"""

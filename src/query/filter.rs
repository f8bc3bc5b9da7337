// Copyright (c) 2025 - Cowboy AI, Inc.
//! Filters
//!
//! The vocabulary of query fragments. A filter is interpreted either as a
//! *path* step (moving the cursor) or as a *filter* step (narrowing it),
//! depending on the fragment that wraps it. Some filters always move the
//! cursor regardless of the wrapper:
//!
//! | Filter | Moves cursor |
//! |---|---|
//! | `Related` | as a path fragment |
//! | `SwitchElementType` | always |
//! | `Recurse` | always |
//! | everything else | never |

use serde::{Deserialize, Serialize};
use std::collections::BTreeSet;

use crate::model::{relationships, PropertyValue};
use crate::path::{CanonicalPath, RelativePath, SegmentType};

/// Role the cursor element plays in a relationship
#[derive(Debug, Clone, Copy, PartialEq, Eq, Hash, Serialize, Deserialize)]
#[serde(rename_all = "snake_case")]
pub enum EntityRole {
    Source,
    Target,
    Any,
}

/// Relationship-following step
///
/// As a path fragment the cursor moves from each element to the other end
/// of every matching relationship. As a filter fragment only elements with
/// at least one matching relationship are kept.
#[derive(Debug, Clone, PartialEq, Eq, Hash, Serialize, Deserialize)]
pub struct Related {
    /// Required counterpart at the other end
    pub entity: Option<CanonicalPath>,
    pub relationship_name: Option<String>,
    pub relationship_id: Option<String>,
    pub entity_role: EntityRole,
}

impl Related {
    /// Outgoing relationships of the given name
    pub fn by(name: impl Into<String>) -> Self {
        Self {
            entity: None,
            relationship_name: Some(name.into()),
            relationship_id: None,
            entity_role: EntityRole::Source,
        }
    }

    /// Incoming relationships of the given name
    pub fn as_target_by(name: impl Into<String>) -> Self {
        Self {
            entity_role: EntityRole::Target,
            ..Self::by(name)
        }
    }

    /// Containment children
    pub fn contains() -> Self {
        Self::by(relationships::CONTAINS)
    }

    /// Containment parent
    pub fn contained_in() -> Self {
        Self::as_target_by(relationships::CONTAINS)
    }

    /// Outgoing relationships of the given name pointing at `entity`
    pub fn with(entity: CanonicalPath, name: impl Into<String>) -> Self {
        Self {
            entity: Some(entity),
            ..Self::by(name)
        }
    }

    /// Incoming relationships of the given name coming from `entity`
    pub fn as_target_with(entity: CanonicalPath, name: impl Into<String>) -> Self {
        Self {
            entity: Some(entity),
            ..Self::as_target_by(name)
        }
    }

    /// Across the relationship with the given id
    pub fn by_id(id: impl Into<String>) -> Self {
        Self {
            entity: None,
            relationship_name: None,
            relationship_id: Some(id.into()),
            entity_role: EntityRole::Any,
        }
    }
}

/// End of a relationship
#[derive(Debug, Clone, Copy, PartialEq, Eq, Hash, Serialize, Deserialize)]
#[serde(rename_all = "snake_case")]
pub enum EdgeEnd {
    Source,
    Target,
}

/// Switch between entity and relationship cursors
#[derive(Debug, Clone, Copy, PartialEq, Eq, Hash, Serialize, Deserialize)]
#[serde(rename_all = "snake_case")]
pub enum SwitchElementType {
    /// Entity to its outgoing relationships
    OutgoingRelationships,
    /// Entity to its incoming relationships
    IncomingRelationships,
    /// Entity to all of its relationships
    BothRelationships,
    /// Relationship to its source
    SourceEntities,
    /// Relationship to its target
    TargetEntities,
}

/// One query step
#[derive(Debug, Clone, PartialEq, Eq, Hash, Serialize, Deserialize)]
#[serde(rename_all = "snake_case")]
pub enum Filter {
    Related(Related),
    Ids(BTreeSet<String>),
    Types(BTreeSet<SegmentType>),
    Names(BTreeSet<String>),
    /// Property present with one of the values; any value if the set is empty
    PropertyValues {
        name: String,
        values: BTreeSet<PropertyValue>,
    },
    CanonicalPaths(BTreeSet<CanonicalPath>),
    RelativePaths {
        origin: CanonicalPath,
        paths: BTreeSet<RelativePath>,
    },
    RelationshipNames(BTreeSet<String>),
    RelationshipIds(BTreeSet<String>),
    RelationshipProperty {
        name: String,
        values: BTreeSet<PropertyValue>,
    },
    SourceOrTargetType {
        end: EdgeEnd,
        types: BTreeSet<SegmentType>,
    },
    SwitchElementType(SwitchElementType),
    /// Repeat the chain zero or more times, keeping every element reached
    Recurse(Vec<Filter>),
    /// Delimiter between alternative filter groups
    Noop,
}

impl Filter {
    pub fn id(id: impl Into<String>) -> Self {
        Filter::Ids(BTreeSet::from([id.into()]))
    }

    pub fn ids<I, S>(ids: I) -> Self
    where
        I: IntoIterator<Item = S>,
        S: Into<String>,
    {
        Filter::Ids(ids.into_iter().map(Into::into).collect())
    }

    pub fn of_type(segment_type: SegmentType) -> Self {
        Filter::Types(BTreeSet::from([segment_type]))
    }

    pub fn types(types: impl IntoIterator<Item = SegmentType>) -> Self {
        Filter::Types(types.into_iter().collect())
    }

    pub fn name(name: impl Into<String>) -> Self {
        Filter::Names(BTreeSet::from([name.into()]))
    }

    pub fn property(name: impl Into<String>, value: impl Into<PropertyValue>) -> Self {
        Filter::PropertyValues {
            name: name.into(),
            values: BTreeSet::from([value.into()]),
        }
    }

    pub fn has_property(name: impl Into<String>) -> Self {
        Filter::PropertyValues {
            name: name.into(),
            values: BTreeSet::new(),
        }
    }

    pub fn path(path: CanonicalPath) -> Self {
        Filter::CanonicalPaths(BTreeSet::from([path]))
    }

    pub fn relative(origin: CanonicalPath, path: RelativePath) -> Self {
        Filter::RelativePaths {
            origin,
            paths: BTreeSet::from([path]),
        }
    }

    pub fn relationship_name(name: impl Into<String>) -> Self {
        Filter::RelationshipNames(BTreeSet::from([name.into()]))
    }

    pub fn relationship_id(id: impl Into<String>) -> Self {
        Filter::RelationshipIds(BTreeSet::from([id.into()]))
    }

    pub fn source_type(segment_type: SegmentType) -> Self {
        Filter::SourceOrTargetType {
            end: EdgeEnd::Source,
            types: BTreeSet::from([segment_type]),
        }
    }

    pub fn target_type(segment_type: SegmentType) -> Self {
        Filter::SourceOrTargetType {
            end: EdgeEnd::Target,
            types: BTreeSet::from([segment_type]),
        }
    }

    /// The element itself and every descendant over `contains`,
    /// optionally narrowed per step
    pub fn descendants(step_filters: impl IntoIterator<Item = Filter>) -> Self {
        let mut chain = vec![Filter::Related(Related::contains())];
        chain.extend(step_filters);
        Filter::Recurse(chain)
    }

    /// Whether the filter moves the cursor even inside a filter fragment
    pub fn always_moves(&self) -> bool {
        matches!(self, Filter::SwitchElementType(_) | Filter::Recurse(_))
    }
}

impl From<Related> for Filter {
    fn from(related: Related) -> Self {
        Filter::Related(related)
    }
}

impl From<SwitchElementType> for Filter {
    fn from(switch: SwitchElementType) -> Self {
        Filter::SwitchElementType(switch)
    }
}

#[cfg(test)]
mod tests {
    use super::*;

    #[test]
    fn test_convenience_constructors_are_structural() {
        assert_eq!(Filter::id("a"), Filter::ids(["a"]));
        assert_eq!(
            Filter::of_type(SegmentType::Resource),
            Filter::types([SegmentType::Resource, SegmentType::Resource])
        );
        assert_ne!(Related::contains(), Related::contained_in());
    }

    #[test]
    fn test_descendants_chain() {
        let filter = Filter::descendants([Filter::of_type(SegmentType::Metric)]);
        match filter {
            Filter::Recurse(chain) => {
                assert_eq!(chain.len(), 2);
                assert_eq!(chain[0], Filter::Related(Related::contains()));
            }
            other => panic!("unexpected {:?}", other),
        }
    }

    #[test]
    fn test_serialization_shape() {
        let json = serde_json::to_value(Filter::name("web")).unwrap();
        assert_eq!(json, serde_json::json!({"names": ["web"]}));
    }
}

"""

Instructions for the task: Lines of the data above that include the string "origin" must each be copied.

Result:
        origin: CanonicalPath,
    pub fn relative(origin: CanonicalPath, path: RelativePath) -> Self {
            origin,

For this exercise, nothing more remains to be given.